ASSIGNED TASK: In the entries that follow, the line with "cpu::enable_interrupts();" opens the range and the line with "for the polled" closes it; repeat that range exactly, both lines included.

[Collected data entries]
________________________________________

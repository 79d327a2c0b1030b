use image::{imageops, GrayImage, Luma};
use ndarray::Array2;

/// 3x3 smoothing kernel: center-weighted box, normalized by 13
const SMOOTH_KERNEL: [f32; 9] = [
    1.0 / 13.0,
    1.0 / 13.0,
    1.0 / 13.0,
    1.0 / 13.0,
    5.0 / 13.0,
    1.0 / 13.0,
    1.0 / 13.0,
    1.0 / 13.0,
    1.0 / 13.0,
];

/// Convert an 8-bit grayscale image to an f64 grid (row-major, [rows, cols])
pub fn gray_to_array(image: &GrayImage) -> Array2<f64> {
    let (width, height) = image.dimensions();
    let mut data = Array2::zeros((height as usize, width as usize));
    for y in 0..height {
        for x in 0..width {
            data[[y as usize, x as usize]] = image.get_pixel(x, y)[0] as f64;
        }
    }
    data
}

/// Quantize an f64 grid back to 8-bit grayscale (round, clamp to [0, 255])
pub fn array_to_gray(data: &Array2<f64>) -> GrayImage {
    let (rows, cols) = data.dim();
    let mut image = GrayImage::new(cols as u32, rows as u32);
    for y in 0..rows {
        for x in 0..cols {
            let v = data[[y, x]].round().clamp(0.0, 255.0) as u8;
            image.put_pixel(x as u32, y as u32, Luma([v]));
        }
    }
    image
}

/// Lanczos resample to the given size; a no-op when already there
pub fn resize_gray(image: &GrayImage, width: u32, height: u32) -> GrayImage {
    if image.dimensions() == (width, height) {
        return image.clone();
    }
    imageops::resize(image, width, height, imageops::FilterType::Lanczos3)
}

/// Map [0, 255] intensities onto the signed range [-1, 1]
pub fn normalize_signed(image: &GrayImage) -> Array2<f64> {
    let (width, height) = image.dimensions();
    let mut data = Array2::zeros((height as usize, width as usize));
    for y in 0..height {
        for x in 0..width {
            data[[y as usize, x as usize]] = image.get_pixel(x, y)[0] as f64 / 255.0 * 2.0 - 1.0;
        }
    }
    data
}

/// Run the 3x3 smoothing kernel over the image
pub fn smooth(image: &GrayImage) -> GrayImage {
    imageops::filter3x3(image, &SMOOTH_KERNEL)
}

________________________________________

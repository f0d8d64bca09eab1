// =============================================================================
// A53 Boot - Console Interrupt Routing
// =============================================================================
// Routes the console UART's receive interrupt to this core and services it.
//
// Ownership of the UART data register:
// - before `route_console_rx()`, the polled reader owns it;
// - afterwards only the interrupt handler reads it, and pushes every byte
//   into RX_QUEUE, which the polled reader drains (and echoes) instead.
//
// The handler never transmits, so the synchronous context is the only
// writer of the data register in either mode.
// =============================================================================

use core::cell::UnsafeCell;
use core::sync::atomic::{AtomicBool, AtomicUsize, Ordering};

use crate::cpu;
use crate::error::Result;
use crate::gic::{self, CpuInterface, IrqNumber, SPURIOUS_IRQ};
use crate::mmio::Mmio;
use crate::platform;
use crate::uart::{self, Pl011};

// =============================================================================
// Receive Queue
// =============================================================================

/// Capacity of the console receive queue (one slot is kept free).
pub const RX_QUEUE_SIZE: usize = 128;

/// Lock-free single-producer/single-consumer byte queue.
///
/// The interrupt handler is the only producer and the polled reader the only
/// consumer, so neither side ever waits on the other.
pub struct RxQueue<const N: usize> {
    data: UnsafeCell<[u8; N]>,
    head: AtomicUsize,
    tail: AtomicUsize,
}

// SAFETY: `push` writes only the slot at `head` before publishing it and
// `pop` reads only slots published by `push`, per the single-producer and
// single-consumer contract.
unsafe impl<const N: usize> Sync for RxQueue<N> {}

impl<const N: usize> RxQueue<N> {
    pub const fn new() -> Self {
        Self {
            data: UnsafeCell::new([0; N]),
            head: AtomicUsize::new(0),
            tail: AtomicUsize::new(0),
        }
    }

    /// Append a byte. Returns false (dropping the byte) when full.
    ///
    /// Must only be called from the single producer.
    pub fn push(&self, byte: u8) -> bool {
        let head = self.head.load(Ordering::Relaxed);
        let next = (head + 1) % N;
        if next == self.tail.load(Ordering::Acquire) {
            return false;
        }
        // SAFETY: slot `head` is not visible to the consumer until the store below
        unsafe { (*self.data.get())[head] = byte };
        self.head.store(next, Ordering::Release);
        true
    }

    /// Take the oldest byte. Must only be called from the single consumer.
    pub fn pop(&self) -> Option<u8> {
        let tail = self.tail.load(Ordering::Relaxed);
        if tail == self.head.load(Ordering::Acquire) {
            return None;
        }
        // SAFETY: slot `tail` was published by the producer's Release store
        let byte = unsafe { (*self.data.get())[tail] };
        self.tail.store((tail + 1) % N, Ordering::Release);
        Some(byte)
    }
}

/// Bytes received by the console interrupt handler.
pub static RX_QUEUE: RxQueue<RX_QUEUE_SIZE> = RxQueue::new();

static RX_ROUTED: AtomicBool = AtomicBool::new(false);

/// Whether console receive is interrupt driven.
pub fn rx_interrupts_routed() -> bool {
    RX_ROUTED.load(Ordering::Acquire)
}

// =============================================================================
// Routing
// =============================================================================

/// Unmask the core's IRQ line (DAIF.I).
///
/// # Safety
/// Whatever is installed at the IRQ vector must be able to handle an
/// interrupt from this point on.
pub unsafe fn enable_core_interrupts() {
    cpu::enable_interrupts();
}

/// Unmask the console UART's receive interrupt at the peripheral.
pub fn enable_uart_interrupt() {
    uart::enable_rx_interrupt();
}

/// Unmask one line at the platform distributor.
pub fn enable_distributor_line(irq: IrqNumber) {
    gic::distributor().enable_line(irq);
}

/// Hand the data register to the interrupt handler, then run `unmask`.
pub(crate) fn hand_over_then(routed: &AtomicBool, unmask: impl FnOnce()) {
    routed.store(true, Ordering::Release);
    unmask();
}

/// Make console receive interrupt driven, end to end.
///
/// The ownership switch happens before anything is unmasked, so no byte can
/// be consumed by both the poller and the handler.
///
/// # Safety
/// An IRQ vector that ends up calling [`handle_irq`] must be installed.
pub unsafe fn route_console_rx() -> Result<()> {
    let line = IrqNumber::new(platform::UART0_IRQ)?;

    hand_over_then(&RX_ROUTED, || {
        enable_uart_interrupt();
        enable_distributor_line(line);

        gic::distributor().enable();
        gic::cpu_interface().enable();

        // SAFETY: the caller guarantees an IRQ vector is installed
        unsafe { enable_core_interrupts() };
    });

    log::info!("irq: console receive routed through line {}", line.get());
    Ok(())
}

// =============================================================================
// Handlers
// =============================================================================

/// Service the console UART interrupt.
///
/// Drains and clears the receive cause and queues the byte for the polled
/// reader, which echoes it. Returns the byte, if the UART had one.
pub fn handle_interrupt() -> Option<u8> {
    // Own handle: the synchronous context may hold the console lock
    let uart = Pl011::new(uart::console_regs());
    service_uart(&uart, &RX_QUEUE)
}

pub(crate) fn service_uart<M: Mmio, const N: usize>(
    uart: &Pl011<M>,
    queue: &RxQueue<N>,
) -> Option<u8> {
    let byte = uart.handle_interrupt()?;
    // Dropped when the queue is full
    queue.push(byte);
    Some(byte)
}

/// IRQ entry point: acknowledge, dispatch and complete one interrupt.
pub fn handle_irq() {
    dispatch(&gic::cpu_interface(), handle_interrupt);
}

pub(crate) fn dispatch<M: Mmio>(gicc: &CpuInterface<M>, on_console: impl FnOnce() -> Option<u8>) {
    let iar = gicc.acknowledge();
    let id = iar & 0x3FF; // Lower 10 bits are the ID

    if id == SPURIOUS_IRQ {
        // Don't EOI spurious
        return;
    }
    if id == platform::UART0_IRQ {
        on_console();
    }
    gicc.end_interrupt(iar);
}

________________________________________

ANSWER FOR THIS EXERCISE:
    cpu::enable_interrupts();
}

/// Unmask the console UART's receive interrupt at the peripheral.
pub fn enable_uart_interrupt() {
    uart::enable_rx_interrupt();
}

/// Unmask one line at the platform distributor.
pub fn enable_distributor_line(irq: IrqNumber) {
    gic::distributor().enable_line(irq);
}

/// Hand the data register to the interrupt handler, then run `unmask`.
pub(crate) fn hand_over_then(routed: &AtomicBool, unmask: impl FnOnce()) {
    routed.store(true, Ordering::Release);
    unmask();
}

/// Make console receive interrupt driven, end to end.
///
/// The ownership switch happens before anything is unmasked, so no byte can
/// be consumed by both the poller and the handler.
///
/// # Safety
/// An IRQ vector that ends up calling [`handle_irq`] must be installed.
pub unsafe fn route_console_rx() -> Result<()> {
    let line = IrqNumber::new(platform::UART0_IRQ)?;

    hand_over_then(&RX_ROUTED, || {
        enable_uart_interrupt();
        enable_distributor_line(line);

        gic::distributor().enable();
        gic::cpu_interface().enable();

        // SAFETY: the caller guarantees an IRQ vector is installed
        unsafe { enable_core_interrupts() };
    });

    log::info!("irq: console receive routed through line {}", line.get());
    Ok(())
}

// =============================================================================
// Handlers
// =============================================================================

/// Service the console UART interrupt.
///
/// Drains and clears the receive cause and queues the byte for the polled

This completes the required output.